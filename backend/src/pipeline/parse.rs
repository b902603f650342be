//! Turns uploaded bytes into a normalized table.
//!
//! Problems inside the data (ragged rows, bad encoding, an empty workbook) are
//! collected in [`ParseResult::errors`]; parsing itself never fails. Choosing
//! the format from a file name is the caller's job, see
//! [`TabularFormat::from_file_name`].

use calamine::{open_workbook_auto_from_rs, Data, Reader};
use common::model::format::TabularFormat;
use common::model::row::Row;
use std::io::Cursor;

/// UTF-8 BOM bytes.
const UTF8_BOM: &[u8] = &[0xEF, 0xBB, 0xBF];

/// Candidate delimiters, in tie-break order.
const DELIMITERS: [char; 4] = [',', ';', '\t', '|'];

const EMPTY_FILE: &str = "Empty file";

#[derive(Debug, Clone, Default, PartialEq)]
pub struct ParseResult {
    pub rows: Vec<Row>,
    /// Column headers in source order; duplicates are kept.
    pub headers: Vec<String>,
    pub errors: Vec<String>,
}

impl ParseResult {
    fn failed(message: impl Into<String>) -> Self {
        ParseResult {
            errors: vec![message.into()],
            ..ParseResult::default()
        }
    }
}

pub fn parse(bytes: &[u8], format: TabularFormat) -> ParseResult {
    match format {
        TabularFormat::Csv => parse_delimited(bytes),
        TabularFormat::Workbook => parse_workbook(bytes),
    }
}

/// Records sampled per candidate when sniffing the delimiter.
const SNIFF_RECORDS: usize = 10;

/// Picks the delimiter that splits the header into several fields and keeps
/// the most sampled records at the header's width. Quoting is honoured, so a
/// delimiter inside a quoted header does not count. Ties, and input no
/// candidate splits, resolve to `,`.
pub(crate) fn detect_delimiter(sample: &[u8]) -> u8 {
    let mut best = (b',', 0usize, 0usize);
    for candidate in DELIMITERS {
        let delimiter = candidate as u8;
        let mut reader = csv::ReaderBuilder::new()
            .delimiter(delimiter)
            .has_headers(false)
            .flexible(true)
            .from_reader(sample);
        let widths: Vec<usize> = reader
            .records()
            .take(SNIFF_RECORDS)
            .filter_map(Result::ok)
            .map(|record| record.len())
            .collect();
        let Some(&header_width) = widths.first() else {
            continue;
        };
        if header_width < 2 {
            continue;
        }
        let consistent = widths.iter().filter(|&&w| w == header_width).count();
        if (consistent, header_width) > (best.1, best.2) {
            best = (delimiter, consistent, header_width);
        }
    }
    best.0
}

/// Byte offset of the first line holding anything but whitespace.
fn first_content_line(bytes: &[u8]) -> usize {
    let mut start = 0;
    for line in bytes.split_inclusive(|&b| b == b'\n') {
        if line.iter().any(|b| !b.is_ascii_whitespace()) {
            break;
        }
        start += line.len();
    }
    start
}

fn is_blank_record(record: &csv::StringRecord) -> bool {
    record.iter().all(|field| field.trim().is_empty()) && record.len() <= 1
}

fn parse_delimited(bytes: &[u8]) -> ParseResult {
    let bytes = bytes.strip_prefix(UTF8_BOM).unwrap_or(bytes);
    let bytes = &bytes[first_content_line(bytes)..];
    if bytes.is_empty() {
        return ParseResult::failed(EMPTY_FILE);
    }

    let delimiter = detect_delimiter(bytes);

    let mut reader = csv::ReaderBuilder::new()
        .delimiter(delimiter)
        .flexible(true)
        .from_reader(bytes);

    let headers: Vec<String> = match reader.headers() {
        Ok(record) => record.iter().map(|h| h.trim().to_string()).collect(),
        Err(e) => return ParseResult::failed(e.to_string()),
    };

    let mut rows = Vec::new();
    let mut errors = Vec::new();
    for (idx, record) in reader.records().enumerate() {
        let record = match record {
            Ok(record) => record,
            Err(e) => {
                errors.push(format!("Row {}: {}", idx + 1, e));
                continue;
            }
        };
        if is_blank_record(&record) {
            continue;
        }
        if record.len() != headers.len() {
            errors.push(format!(
                "Row {}: expected {} fields, found {}",
                idx + 1,
                headers.len(),
                record.len()
            ));
        }
        let mut row = Row::with_capacity(headers.len());
        for (header, value) in headers.iter().zip(record.iter()) {
            row.insert(header.clone(), value.to_string());
        }
        rows.push(row);
    }

    ParseResult {
        rows,
        headers,
        errors,
    }
}

fn parse_workbook(bytes: &[u8]) -> ParseResult {
    let mut workbook = match open_workbook_auto_from_rs(Cursor::new(bytes.to_vec())) {
        Ok(workbook) => workbook,
        Err(e) => return ParseResult::failed(e.to_string()),
    };
    let Some(sheet) = workbook.sheet_names().first().cloned() else {
        return ParseResult::failed(EMPTY_FILE);
    };
    match workbook.worksheet_range(&sheet) {
        Ok(range) => table_from_cells(range.rows()),
        Err(e) => ParseResult::failed(e.to_string()),
    }
}

/// Workbook cells as text. Whole numbers drop the fractional part so phone
/// numbers stored as numbers come out as digits.
fn cell_text(cell: &Data) -> String {
    match cell {
        Data::Empty => String::new(),
        Data::Float(f) if f.fract() == 0.0 && f.abs() < 1e15 => format!("{}", *f as i64),
        other => other.to_string(),
    }
}

/// Builds the table from a sheet's rows: first row is the header row, blank
/// headers are dropped, fully empty data rows are discarded.
fn table_from_cells<'a, I>(mut cells: I) -> ParseResult
where
    I: Iterator<Item = &'a [Data]>,
{
    let Some(header_cells) = cells.next() else {
        return ParseResult::failed(EMPTY_FILE);
    };

    // each kept header remembers its own column, so a dropped blank header
    // does not shift the columns after it
    let columns: Vec<(usize, String)> = header_cells
        .iter()
        .enumerate()
        .map(|(idx, cell)| (idx, cell_text(cell).trim().to_string()))
        .filter(|(_, header)| !header.is_empty())
        .collect();

    let mut rows = Vec::new();
    for row_cells in cells {
        if row_cells.iter().all(|cell| cell_text(cell).is_empty()) {
            continue;
        }
        let mut row = Row::with_capacity(columns.len());
        for (idx, header) in &columns {
            let value = row_cells.get(*idx).map(cell_text).unwrap_or_default();
            row.insert(header.clone(), value);
        }
        rows.push(row);
    }

    ParseResult {
        rows,
        headers: columns.into_iter().map(|(_, header)| header).collect(),
        errors: Vec::new(),
    }
}

#[cfg(test)]
mod tests {
    use super::*;

    fn csv(text: &str) -> ParseResult {
        parse(text.as_bytes(), TabularFormat::Csv)
    }

    #[test]
    fn rows_are_keyed_by_trimmed_headers_in_order() {
        let result = csv(" Name , Phone ,Email\nAda,555,ada@example.com\nGrace,556,\nLinus,557,l@example.com\n");
        assert!(result.errors.is_empty(), "{:?}", result.errors);
        assert_eq!(result.headers, vec!["Name", "Phone", "Email"]);
        assert_eq!(result.rows.len(), 3);
        let keys: Vec<&String> = result.rows[0].keys().collect();
        assert_eq!(keys, vec!["Name", "Phone", "Email"]);
        assert_eq!(result.rows[1]["Name"], "Grace");
        assert_eq!(result.rows[1]["Email"], "");
        assert_eq!(result.rows[2]["Phone"], "557");
    }

    #[test]
    fn empty_lines_and_bom_are_skipped() {
        let mut bytes = UTF8_BOM.to_vec();
        bytes.extend_from_slice(b"\n\r\nName,Phone\r\nAda,1\r\n\r\nGrace,2\r\n\n");
        let result = parse(&bytes, TabularFormat::Csv);
        assert!(result.errors.is_empty(), "{:?}", result.errors);
        assert_eq!(result.headers, vec!["Name", "Phone"]);
        assert_eq!(result.rows.len(), 2);
        assert_eq!(result.rows[1]["Phone"], "2");
    }

    #[test]
    fn quoted_fields_keep_embedded_delimiters() {
        let result = csv("Name,Company\n\"Lovelace, Ada\",\"Engines \"\"Ltd\"\"\"\n");
        assert!(result.errors.is_empty());
        assert_eq!(result.rows[0]["Name"], "Lovelace, Ada");
        assert_eq!(result.rows[0]["Company"], "Engines \"Ltd\"");
    }

    #[test]
    fn ragged_rows_are_kept_and_reported() {
        let result = csv("Name,Phone,Email\nAda,555\nGrace,556,g@example.com,extra\n");
        assert_eq!(result.rows.len(), 2);
        assert_eq!(result.errors.len(), 2);
        assert!(result.errors[0].contains("expected 3 fields, found 2"));
        assert!(!result.rows[0].contains_key("Email"));
        assert_eq!(result.rows[1].len(), 3);
    }

    #[test]
    fn semicolon_delimited_files_are_detected() {
        let result = csv("Name;Phone\nAda;555\n");
        assert_eq!(result.headers, vec!["Name", "Phone"]);
        assert_eq!(result.rows[0]["Phone"], "555");
    }

    #[test]
    fn delimiter_ties_prefer_comma() {
        assert_eq!(detect_delimiter(b"Name"), b',');
        assert_eq!(detect_delimiter(b"a,b;c"), b',');
        assert_eq!(detect_delimiter(b"a\tb\tc"), b'\t');
    }

    #[test]
    fn delimiters_inside_quoted_headers_are_ignored() {
        let result = csv("Name,\"Notes; misc; more\"\nAda,hi\nGrace,yo\n");
        assert!(result.errors.is_empty(), "{:?}", result.errors);
        assert_eq!(result.headers, vec!["Name", "Notes; misc; more"]);
        assert_eq!(result.rows.len(), 2);
        assert_eq!(result.rows[1]["Notes; misc; more"], "yo");
    }

    #[test]
    fn consistent_row_widths_decide_between_candidates() {
        // more commas than semicolons in the header, but only `;` fits the rows
        assert_eq!(detect_delimiter(b"Name;Tags,x,y\nAda;a\nGrace;c\n"), b';');
    }

    #[test]
    fn duplicate_headers_are_listed_and_last_value_wins() {
        let result = csv("Name,Phone,Phone\nAda,111,222\n");
        assert_eq!(result.headers, vec!["Name", "Phone", "Phone"]);
        assert_eq!(result.rows[0].len(), 2);
        assert_eq!(result.rows[0]["Phone"], "222");
    }

    #[test]
    fn empty_input_reports_a_single_diagnostic() {
        let result = csv("\n\n");
        assert!(result.rows.is_empty());
        assert_eq!(result.errors, vec![EMPTY_FILE.to_string()]);
    }

    #[test]
    fn unreadable_workbook_is_a_diagnostic_not_a_failure() {
        let result = parse(b"definitely not a spreadsheet", TabularFormat::Workbook);
        assert!(result.rows.is_empty());
        assert!(result.headers.is_empty());
        assert_eq!(result.errors.len(), 1);
    }

    #[test]
    fn workbook_grid_drops_blank_headers_and_empty_rows() {
        let grid: Vec<Vec<Data>> = vec![
            vec![
                Data::String(" Name ".into()),
                Data::Empty,
                Data::String("Phone".into()),
            ],
            vec![
                Data::String("Ada".into()),
                Data::String("ignored".into()),
                Data::Float(5551234.0),
            ],
            vec![Data::Empty, Data::String(String::new()), Data::Empty],
            vec![Data::String("Grace".into())],
        ];
        let result = table_from_cells(grid.iter().map(|r| r.as_slice()));
        assert!(result.errors.is_empty());
        assert_eq!(result.headers, vec!["Name", "Phone"]);
        assert_eq!(result.rows.len(), 2);
        assert_eq!(result.rows[0]["Phone"], "5551234");
        assert_eq!(result.rows[1]["Name"], "Grace");
        assert_eq!(result.rows[1]["Phone"], "");
    }

    #[test]
    fn workbook_without_rows_is_an_empty_result() {
        let grid: Vec<Vec<Data>> = Vec::new();
        let result = table_from_cells(grid.iter().map(|r| r.as_slice()));
        assert!(result.rows.is_empty());
        assert_eq!(result.errors, vec![EMPTY_FILE.to_string()]);
    }

    #[test]
    fn cell_text_formats_values() {
        assert_eq!(cell_text(&Data::Int(42)), "42");
        assert_eq!(cell_text(&Data::Float(1.5)), "1.5");
        assert_eq!(cell_text(&Data::Bool(true)), "true");
        assert_eq!(cell_text(&Data::Empty), "");
    }
}
//! Error taxonomy shared by the services.
//!
//! Input problems map to `400`, unknown keys to `404`, storage and internal
//! failures to `500`. Bodies are always JSON: `{"error": ..., "details"?: [...]}`.

use crate::storage::StorageError;
use actix_web::http::StatusCode;
use actix_web::{HttpResponse, ResponseError};
use log::error;
use serde_json::json;
use thiserror::Error;

#[derive(Debug, Error)]
pub enum AppError {
    #[error("{0}")]
    BadRequest(String),

    #[error("File parsing failed")]
    ParseFailed(Vec<String>),

    #[error("{0} not found")]
    NotFound(&'static str),

    #[error("Storage error: {0}")]
    Storage(#[from] StorageError),

    #[error("Internal error: {0}")]
    Internal(String),
}

pub type AppResult<T> = Result<T, AppError>;

impl AppError {
    pub fn bad_request(msg: impl Into<String>) -> Self {
        AppError::BadRequest(msg.into())
    }
}

impl From<tokio::task::JoinError> for AppError {
    fn from(e: tokio::task::JoinError) -> Self {
        AppError::Internal(format!("Task join error: {}", e))
    }
}

impl ResponseError for AppError {
    fn status_code(&self) -> StatusCode {
        match self {
            AppError::BadRequest(_) | AppError::ParseFailed(_) => StatusCode::BAD_REQUEST,
            AppError::NotFound(_) => StatusCode::NOT_FOUND,
            AppError::Storage(_) | AppError::Internal(_) => StatusCode::INTERNAL_SERVER_ERROR,
        }
    }

    fn error_response(&self) -> HttpResponse {
        let body = match self {
            AppError::ParseFailed(details) => json!({ "error": self.to_string(), "details": details }),
            AppError::Storage(_) | AppError::Internal(_) => {
                error!("{}", self);
                json!({ "error": "Internal server error" })
            }
            _ => json!({ "error": self.to_string() }),
        };
        HttpResponse::build(self.status_code()).json(body)
    }
}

• • • • • • •

◆ EXERCISE PROMPT:
Filter the listing above by the word "does"; copy each line that passes.

◆ SOLUTION FOR THIS EXERCISE:
/// delimiter inside a quoted header does not count. Ties, and input no
    // does not shift the columns after it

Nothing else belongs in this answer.